INSTRUCTIONS TO FOLLOW - From the listing below, copy every line with the word "audit".

RECORDS FOR THIS TASK -
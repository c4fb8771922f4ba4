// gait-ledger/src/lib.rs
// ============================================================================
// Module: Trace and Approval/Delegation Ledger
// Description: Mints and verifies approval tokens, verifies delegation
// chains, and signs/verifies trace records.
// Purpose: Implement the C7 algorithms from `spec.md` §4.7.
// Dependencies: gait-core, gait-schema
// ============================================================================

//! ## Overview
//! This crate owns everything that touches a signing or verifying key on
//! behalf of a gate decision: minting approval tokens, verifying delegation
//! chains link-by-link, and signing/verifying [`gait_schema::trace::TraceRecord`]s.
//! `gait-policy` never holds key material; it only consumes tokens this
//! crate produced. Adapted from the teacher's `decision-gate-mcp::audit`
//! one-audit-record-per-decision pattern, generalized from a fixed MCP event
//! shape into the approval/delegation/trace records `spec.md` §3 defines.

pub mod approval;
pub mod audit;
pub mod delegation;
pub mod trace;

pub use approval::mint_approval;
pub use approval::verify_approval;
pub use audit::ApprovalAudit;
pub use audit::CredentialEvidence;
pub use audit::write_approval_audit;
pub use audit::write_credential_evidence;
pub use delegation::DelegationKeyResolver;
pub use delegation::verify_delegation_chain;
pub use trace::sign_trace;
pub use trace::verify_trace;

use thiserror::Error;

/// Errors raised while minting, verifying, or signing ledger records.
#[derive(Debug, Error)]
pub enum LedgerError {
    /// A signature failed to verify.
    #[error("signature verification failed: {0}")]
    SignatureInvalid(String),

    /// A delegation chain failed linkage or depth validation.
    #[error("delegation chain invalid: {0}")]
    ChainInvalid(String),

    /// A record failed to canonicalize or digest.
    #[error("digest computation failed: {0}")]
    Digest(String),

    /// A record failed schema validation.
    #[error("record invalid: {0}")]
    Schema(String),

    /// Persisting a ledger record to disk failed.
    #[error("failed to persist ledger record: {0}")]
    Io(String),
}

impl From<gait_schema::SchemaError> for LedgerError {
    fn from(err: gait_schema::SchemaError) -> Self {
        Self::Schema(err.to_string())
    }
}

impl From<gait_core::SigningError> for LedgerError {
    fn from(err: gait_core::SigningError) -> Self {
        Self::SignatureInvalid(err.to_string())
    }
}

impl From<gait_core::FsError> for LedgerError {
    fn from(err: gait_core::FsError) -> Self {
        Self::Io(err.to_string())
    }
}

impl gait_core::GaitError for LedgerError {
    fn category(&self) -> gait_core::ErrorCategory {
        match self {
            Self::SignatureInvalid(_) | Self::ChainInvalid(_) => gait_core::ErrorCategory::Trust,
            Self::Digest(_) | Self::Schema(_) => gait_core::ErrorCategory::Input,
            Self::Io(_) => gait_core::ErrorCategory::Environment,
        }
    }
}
==
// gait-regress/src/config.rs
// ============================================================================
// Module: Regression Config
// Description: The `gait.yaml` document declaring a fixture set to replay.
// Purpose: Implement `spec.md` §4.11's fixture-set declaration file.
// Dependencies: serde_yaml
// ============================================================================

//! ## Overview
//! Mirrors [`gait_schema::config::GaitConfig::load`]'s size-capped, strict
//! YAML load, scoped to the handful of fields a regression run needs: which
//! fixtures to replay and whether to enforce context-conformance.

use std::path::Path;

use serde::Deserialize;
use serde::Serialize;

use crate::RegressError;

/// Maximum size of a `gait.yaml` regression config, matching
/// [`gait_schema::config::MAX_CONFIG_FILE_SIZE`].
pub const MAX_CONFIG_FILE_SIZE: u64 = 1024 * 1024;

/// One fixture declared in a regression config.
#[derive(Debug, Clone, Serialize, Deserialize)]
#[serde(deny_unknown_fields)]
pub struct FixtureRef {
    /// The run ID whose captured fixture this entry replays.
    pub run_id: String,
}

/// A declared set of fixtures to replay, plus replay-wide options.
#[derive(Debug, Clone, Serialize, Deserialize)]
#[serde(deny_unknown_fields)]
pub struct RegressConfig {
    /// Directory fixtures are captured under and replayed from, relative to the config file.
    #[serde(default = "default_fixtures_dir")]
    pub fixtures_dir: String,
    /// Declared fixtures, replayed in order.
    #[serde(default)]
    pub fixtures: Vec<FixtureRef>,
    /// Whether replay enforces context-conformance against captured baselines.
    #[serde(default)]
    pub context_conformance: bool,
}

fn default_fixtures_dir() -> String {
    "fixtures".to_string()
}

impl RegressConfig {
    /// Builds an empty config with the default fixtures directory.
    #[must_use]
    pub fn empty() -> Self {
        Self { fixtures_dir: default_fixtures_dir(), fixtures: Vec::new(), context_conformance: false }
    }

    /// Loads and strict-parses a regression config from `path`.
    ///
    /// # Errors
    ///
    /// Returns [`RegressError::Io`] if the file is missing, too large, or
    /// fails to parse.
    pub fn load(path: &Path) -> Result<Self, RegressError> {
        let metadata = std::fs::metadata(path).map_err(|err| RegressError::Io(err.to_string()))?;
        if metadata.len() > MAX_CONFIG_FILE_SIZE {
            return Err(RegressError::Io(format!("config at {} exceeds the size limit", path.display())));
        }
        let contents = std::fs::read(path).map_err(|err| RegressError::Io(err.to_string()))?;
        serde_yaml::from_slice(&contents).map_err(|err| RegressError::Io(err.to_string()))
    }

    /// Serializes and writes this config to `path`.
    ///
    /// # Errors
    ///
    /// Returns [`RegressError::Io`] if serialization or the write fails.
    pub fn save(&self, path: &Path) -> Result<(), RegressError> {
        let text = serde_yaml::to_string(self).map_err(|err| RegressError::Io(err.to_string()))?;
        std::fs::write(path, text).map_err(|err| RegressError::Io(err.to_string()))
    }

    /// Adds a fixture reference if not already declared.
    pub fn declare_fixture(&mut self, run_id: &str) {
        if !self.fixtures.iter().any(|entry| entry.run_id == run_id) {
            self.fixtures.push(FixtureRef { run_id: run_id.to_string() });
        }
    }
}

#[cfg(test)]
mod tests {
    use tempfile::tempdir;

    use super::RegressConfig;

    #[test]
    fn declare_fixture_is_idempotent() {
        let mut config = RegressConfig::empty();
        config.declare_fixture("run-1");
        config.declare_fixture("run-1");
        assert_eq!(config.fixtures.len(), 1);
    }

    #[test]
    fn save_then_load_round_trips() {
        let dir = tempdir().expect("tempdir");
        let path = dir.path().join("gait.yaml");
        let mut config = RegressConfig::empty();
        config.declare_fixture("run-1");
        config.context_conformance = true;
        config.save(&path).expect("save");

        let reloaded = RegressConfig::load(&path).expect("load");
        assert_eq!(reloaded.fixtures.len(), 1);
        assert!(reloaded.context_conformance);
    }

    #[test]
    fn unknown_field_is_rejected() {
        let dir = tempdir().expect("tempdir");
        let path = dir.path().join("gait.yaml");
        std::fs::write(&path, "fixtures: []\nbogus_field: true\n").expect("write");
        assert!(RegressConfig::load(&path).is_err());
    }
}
==
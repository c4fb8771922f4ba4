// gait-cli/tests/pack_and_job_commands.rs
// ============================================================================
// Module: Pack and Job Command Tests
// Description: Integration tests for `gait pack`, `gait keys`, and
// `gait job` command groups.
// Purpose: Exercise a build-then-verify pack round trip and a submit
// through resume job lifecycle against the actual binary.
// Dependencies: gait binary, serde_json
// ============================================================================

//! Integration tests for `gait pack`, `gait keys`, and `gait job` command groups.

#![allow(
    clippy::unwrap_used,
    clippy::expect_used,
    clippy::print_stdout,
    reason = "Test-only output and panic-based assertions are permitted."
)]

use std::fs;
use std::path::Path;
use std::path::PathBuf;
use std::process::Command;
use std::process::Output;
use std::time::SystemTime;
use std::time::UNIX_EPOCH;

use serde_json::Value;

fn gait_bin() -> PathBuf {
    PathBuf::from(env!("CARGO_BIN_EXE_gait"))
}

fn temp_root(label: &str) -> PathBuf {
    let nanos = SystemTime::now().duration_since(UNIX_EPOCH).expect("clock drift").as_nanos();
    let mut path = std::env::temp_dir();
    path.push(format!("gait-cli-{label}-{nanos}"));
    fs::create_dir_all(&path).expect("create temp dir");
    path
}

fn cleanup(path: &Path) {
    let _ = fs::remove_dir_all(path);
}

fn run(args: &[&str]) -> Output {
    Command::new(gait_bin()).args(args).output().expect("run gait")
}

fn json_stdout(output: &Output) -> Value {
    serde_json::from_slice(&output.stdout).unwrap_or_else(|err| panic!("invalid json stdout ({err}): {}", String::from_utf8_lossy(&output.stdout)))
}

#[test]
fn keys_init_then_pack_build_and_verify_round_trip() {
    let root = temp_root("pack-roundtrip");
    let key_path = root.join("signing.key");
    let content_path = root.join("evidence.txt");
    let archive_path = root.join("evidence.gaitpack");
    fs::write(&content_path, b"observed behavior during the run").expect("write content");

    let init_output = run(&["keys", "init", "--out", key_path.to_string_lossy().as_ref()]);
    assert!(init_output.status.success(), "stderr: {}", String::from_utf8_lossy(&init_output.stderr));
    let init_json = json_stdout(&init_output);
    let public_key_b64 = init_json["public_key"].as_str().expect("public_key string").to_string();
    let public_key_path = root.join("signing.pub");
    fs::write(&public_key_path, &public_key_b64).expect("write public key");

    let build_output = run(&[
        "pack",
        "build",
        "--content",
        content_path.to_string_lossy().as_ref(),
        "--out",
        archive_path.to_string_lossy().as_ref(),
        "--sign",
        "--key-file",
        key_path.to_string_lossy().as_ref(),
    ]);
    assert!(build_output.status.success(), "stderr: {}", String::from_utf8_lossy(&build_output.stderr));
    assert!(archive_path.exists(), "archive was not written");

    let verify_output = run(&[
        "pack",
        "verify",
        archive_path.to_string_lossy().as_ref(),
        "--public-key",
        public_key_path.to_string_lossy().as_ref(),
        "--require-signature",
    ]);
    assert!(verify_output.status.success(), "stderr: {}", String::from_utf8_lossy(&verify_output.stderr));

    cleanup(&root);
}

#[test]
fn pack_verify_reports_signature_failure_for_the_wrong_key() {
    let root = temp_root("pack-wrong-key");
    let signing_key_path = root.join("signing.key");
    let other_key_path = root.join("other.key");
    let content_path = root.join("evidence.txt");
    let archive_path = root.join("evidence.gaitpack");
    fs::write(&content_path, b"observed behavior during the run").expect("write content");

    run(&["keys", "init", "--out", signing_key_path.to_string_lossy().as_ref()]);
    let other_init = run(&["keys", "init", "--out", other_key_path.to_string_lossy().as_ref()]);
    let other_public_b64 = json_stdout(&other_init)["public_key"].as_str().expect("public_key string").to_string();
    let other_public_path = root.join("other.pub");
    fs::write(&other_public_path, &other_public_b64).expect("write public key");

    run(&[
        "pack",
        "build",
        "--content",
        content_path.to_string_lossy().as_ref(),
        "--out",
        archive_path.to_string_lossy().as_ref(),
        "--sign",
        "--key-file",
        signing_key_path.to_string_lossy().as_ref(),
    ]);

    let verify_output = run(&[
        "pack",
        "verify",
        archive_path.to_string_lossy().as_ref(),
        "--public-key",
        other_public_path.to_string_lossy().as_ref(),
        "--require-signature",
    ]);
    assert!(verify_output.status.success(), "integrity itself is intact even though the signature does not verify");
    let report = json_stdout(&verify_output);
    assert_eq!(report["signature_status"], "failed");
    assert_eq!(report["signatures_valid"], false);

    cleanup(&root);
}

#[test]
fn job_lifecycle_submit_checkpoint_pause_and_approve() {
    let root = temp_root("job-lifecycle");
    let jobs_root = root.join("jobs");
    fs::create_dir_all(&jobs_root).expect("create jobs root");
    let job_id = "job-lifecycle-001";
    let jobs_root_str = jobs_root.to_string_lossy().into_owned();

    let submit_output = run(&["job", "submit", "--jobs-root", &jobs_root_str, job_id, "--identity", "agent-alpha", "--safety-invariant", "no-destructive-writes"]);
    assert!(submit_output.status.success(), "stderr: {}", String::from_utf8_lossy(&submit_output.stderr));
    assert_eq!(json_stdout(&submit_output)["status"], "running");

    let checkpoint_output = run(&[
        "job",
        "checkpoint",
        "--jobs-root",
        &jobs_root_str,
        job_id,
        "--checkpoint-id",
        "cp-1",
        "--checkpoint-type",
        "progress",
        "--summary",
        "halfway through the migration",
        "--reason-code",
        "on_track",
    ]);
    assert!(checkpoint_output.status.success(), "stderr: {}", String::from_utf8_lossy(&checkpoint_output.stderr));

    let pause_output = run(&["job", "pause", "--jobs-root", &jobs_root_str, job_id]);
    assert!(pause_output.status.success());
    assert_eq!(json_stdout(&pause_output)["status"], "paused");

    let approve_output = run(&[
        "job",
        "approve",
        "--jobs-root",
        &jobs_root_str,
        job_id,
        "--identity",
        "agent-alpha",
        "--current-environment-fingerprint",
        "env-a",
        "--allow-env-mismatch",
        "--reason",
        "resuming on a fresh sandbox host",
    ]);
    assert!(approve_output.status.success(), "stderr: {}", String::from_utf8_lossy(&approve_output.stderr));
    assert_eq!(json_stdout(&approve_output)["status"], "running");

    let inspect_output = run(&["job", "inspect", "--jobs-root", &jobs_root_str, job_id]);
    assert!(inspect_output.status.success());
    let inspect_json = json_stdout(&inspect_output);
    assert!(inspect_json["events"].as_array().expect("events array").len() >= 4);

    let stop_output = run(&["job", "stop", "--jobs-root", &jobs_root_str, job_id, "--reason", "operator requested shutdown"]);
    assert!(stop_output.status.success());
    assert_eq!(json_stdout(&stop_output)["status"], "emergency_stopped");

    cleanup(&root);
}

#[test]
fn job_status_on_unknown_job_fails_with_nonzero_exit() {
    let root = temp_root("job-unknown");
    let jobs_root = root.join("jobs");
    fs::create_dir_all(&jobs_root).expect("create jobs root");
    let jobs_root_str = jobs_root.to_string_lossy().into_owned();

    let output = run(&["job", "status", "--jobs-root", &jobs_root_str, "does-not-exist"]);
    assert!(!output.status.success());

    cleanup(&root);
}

RESPONSE FOR THIS EXERCISE -
//! crate produced. Adapted from the teacher's `decision-gate-mcp::audit`
//! one-audit-record-per-decision pattern, generalized from a fixed MCP event
pub mod audit;
pub use audit::ApprovalAudit;
pub use audit::CredentialEvidence;
pub use audit::write_approval_audit;
pub use audit::write_credential_evidence;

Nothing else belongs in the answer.